Material to process:
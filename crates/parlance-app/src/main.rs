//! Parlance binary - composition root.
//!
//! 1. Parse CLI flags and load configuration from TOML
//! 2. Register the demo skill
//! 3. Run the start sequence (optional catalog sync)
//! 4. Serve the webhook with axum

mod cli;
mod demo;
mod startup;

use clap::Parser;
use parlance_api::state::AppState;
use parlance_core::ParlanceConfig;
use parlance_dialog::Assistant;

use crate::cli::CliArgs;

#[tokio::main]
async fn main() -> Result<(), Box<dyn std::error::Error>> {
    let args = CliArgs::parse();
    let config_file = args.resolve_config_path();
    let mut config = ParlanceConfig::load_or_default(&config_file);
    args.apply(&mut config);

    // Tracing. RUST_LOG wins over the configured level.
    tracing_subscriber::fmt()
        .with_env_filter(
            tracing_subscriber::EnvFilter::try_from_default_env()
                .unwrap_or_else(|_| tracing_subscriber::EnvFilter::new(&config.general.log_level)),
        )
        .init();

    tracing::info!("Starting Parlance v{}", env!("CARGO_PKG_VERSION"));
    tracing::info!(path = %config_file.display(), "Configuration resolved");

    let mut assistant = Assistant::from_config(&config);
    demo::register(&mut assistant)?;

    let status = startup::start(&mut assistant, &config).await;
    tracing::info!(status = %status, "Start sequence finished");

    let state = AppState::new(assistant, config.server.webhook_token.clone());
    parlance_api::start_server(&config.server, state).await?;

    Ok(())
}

...

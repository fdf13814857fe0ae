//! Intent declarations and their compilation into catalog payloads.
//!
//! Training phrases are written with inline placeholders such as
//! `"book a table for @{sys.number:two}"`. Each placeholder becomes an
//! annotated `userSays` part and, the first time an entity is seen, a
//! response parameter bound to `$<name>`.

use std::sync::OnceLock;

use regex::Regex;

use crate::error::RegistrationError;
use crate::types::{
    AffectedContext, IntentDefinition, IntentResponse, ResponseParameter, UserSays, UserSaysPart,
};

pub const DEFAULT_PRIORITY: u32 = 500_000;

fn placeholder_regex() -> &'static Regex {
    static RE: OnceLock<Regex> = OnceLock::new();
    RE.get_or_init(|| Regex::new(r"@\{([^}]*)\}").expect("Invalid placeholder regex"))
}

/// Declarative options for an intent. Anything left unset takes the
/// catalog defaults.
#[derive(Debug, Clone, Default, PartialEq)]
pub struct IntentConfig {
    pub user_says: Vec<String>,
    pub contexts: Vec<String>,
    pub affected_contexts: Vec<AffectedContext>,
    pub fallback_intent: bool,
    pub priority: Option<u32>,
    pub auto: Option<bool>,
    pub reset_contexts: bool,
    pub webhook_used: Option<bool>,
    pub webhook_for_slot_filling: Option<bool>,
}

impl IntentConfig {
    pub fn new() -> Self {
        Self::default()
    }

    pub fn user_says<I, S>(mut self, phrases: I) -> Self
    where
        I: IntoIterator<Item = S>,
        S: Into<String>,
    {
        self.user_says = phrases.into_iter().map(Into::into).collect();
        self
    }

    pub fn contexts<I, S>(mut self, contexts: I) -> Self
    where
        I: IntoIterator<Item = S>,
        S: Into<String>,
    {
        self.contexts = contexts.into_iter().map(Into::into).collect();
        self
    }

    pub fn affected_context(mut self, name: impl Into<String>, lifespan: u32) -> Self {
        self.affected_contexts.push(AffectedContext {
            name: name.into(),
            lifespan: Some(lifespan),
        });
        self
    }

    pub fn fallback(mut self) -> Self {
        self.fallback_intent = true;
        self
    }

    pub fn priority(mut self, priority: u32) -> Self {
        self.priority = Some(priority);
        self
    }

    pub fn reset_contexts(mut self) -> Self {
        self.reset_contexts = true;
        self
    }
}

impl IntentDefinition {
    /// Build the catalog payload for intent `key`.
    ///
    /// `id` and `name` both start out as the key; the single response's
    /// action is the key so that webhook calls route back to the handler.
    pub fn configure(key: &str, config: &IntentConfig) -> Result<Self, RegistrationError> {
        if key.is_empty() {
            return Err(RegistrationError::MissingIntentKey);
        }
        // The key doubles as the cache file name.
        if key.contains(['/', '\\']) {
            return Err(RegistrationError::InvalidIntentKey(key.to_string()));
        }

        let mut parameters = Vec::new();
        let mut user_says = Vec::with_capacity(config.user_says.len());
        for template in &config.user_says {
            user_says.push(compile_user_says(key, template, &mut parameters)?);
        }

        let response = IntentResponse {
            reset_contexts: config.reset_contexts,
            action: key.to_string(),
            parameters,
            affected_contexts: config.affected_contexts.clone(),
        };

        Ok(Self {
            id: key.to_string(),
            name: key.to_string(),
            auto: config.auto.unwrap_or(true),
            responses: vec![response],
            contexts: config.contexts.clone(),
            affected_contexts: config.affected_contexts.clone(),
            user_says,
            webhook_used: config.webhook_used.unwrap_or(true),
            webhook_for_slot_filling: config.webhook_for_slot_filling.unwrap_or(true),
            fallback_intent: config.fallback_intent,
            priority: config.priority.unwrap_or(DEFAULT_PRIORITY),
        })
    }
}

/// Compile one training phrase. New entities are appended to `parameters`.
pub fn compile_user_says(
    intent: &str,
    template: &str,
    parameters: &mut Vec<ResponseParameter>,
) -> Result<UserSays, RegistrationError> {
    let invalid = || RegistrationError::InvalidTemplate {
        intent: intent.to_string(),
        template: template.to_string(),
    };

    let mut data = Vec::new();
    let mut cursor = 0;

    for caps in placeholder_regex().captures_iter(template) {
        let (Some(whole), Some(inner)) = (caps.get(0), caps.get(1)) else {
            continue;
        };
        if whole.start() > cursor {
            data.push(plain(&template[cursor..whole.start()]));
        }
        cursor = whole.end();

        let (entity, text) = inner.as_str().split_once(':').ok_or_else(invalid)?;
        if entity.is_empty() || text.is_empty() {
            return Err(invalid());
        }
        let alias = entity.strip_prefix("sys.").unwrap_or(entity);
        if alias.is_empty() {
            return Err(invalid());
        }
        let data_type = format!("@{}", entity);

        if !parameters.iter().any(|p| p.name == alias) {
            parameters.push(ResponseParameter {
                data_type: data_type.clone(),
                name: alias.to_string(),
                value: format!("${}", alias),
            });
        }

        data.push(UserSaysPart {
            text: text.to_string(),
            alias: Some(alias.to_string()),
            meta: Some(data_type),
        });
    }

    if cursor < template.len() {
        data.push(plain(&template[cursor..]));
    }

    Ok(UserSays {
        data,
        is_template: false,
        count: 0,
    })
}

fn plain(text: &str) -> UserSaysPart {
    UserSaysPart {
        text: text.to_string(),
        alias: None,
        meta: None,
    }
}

Activity:
Here the job is to set down exactly the lines of the material above that fall between the one with "filename crates/parlance-app/src/main.rs" and the one with "tracing_subscriber::EnvFilter::try_from_default_env()", inclusive, and nothing beyond them.

Answer for the task:
filename crates/parlance-app/src/main.rs
//! Parlance binary - composition root.
//!
//! 1. Parse CLI flags and load configuration from TOML
//! 2. Register the demo skill
//! 3. Run the start sequence (optional catalog sync)
//! 4. Serve the webhook with axum

mod cli;
mod demo;
mod startup;

use clap::Parser;
use parlance_api::state::AppState;
use parlance_core::ParlanceConfig;
use parlance_dialog::Assistant;

use crate::cli::CliArgs;

#[tokio::main]
async fn main() -> Result<(), Box<dyn std::error::Error>> {
    let args = CliArgs::parse();
    let config_file = args.resolve_config_path();
    let mut config = ParlanceConfig::load_or_default(&config_file);
    args.apply(&mut config);

    // Tracing. RUST_LOG wins over the configured level.
    tracing_subscriber::fmt()
        .with_env_filter(
            tracing_subscriber::EnvFilter::try_from_default_env()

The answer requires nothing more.